I need to search deep and hopefully I'll fuckin' find it because it's been really hard. It was when I decided I wasn’t going to be in uni any more, I literally broke the fuck down. Everyone around me is graduating uni or putting deposits on houses… what am I doing?
I feel like I can finally face the fear of what I want to do, and I can look at it in the face and I can say I have no idea what I'm doing, I'm terrified, I'm scared but it's ok. My worst nightmare is being 30 years old and still working in retail and like that’s cool, it's fun, I love it, but if I fucking end up there, I'll die."
"I think my purpose will have something to do with clothes for sure.
I feel like people need to have an understanding of what they're wearing, especially Sydney people. There's no culture here, there's no substance, like everyone is a TV box and there is nothing inside of them. Yeah they look cool and you go up to them, and you want to strike a conversation with them, but it's empty.
I think it's extremely important to have an understanding of why you dress the way that you dress. If you come dressed some type of way and talk some type of way - come correct. Understand what you were trying to do, don’t do it because you’ve seen it and you were inspired to do it and now your doing it - your fucking copying the cunt. Wake up in the morning and wear what the fuck you want to wear because that’s what you felt like wearing, not because it's cool.

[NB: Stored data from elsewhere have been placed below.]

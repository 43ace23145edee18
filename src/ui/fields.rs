use std::sync::{Arc, Mutex, MutexGuard, PoisonError};

/// Sink for the status/toast pair produced by a step call
pub trait CheckOutput: Send + Sync {
    /// Replace both fields in one update
    fn show(&self, status: &str, toast: &str);
}

/// Values of the two check fields
#[derive(Debug, Clone, Default, PartialEq, Eq)]
pub struct FieldValues {
    pub status: String,
    pub toast: String,
}

#[derive(Debug, Default)]
struct FieldState {
    values: FieldValues,
    updates: u64,
}

/// In-memory check fields.
///
/// Clones share the same storage. Both values change under one lock, so
/// a reader never pairs the status of one response with the toast of
/// another.
#[derive(Debug, Clone, Default)]
pub struct CheckFields {
    inner: Arc<Mutex<FieldState>>,
}

impl CheckFields {
    pub fn new() -> Self {
        Self::default()
    }

    pub fn status(&self) -> String {
        self.lock().values.status.clone()
    }

    pub fn toast(&self) -> String {
        self.lock().values.toast.clone()
    }

    /// Both values as of the last update
    pub fn snapshot(&self) -> FieldValues {
        self.lock().values.clone()
    }

    /// Number of updates applied so far
    pub fn updates(&self) -> u64 {
        self.lock().updates
    }

    fn lock(&self) -> MutexGuard<'_, FieldState> {
        // Two strings and a counter: nothing a panicked writer can half-apply
        self.inner.lock().unwrap_or_else(PoisonError::into_inner)
    }
}

impl CheckOutput for CheckFields {
    fn show(&self, status: &str, toast: &str) {
        let mut state = self.lock();
        state.values = FieldValues {
            status: status.to_string(),
            toast: toast.to_string(),
        };
        state.updates += 1;
    }
}

/// Prints the check fields to stdout
#[derive(Debug, Default)]
pub struct TerminalOutput;

impl CheckOutput for TerminalOutput {
    fn show(&self, status: &str, toast: &str) {
        println!("status: {}", status);
        println!("toast:  {}", toast);
    }
}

Make it be genuine."
"I went to fashion week - it was really intimidating. As soon as I walked in to get my ticket, I could already feel people looking me up and down and sizing me up.
I enjoyed it, but at the same time I felt uncomfortable. I was like,
'Oh my god am I wearing the right thing? Is this ok?'
Do the people who have seen me for five seconds and are giving me some type of look, which they probably all fucking approve of because I'm black and got watermelons on my shoulders - but they're giving me this look but -
fuck off I know you think I'm cool."
"I know I have presence, there's something about me that convicts people and makes people ask questions."

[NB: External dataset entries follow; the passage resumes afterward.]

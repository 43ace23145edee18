//! Checking and advancing workflow steps
//!
//! [`check`] asks the server to grade the step page the user is on and
//! writes the answer into the check fields. [`next`] asks a module to move
//! to its next step and either navigates or reports why it did not.
//!
//! Each call is one request with no retry. Overlapping calls are not
//! serialized: whichever response settles last owns the check fields.

mod advancer;
mod checker;
mod page;
mod response;
mod status;

#[cfg(test)]
mod mock;

pub use advancer::{next, NextOutcome};
pub use checker::{check, failure_message, CheckOutcome};
pub use page::StepPage;
pub use response::{CheckResponse, NextResponse};
pub use status::StepStatus;

/// Status shown when a request or its decoding fails
pub const ERROR_STATUS: &str = "ERROR";

/// Status shown when an advance request comes back without a target
pub const NOT_IMPLEMENTED_STATUS: &str = "Not Implemented";

/// Prefix of the toast shown on failure
pub const ERROR_PREFIX: &str = "An error occured: ";
//! Core node types for the materialized tree

use derive_more::Display;
use std::fmt;

#[cfg(feature = "serde")]
use serde::{Deserialize, Serialize};

/// Unique identifier for a node within a tree
///
/// Internally represented as an index into an arena-based storage.
#[derive(Debug, Clone, Copy, PartialEq, Eq, Hash)]
#[cfg_attr(feature = "serde", derive(Serialize, Deserialize))]
pub struct NodeId(pub usize);

impl NodeId {
    /// The root node always has ID 0
    pub const ROOT: NodeId = NodeId(0);

    /// Create a new NodeId from a usize
    pub const fn new(id: usize) -> Self {
        NodeId(id)
    }

    /// Get the inner usize value
    pub const fn get(self) -> usize {
        self.0
    }
}

impl fmt::Display for NodeId {
    fn fmt(&self, f: &mut fmt::Formatter<'_>) -> fmt::Result {
        write!(f, "NodeId({})", self.0)
    }
}

impl From<usize> for NodeId {
    fn from(id: usize) -> Self {
        NodeId(id)
    }
}

impl From<NodeId> for usize {
    fn from(id: NodeId) -> Self {
        id.0
    }
}

/// The type/kind of a node in the tree
#[derive(Debug, Clone, Copy, PartialEq, Eq, Hash, Display)]
#[cfg_attr(feature = "serde", derive(Serialize, Deserialize))]
pub enum NodeKind {
    /// A directory - can have children
    #[display(fmt = "Directory")]
    Directory,

    /// A file - cannot have children
    #[display(fmt = "File")]
    File,
}

impl NodeKind {
    /// Returns true if this is a directory node
    pub const fn is_directory(self) -> bool {
        matches!(self, NodeKind::Directory)
    }

    /// Returns true if this is a file node
    pub const fn is_file(self) -> bool {
        matches!(self, NodeKind::File)
    }
}

/// A single node in the materialized tree
///
/// `path` is the slash-joined relative path from the root; the root itself
/// carries the empty path. `name` is the last path segment (or the root
/// label for the root node).
#[derive(Debug, Clone, PartialEq, Eq)]
#[cfg_attr(feature = "serde", derive(Serialize, Deserialize))]
pub struct Node {
    /// The node's name (last path segment, not full path)
    pub name: String,
    /// Relative path from the root ("" for the root itself)
    pub path: String,
    /// Whether this is a directory or file node
    pub kind: NodeKind,
    /// File size in bytes (0 for directories)
    pub size: u64,
}

impl Node {
    /// Create a new directory node
    pub fn directory(name: impl Into<String>, path: impl Into<String>) -> Self {
        Self {
            name: name.into(),
            path: path.into(),
            kind: NodeKind::Directory,
            size: 0,
        }
    }

    /// Create a new file node
    pub fn file(name: impl Into<String>, path: impl Into<String>, size: u64) -> Self {
        Self {
            name: name.into(),
            path: path.into(),
            kind: NodeKind::File,
            size,
        }
    }

    /// Returns true if this is a directory node
    pub fn is_directory(&self) -> bool {
        self.kind.is_directory()
    }

    /// Returns true if this is a file node
    pub fn is_file(&self) -> bool {
        self.kind.is_file()
    }
}

impl fmt::Display for Node {
    fn fmt(&self, f: &mut fmt::Formatter<'_>) -> fmt::Result {
        match self.kind {
            NodeKind::Directory => write!(f, "{}/", self.name),
            NodeKind::File => write!(f, "{} ({} bytes)", self.name, self.size),
        }
    }
}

"Advice I would give is to try and fall deeply in love with yourself because hurt people hurt people.
Unconsciously people don’t realise that they repeat a cycle of some sort of way, and when you do repeat a cycle that’s coming from somewhere.
I’ve done it in a relationship, I took advantage of how much of a good human being he was to me and I cheated on him, but I didn’t realise that I did that, because unconsciously that had been repeated in my parents relationship. I feel like I had lack of knowledge of what love is and what love is all about.
I think that when you get into a relationship you should understand each other, that they are their own person and together you guys come together and you're forming some sort of a union. When you're in a relationship you are allowing somebody else to be responsible with your heart and you're saying,
'hey look, i'm going to allow you to be extremely vulnerable with me and its going to be ok.'
I think that’s copious amounts of responsibility. "
"I think it's intimidating to have an understanding of who you are, and to have an understanding of what your flaws are all about, and to enjoy those flaws, and to be madly in love with all of your flaws.
I think that’s what I'm still going through. I’m still learning to be madly in love with all of my flaws."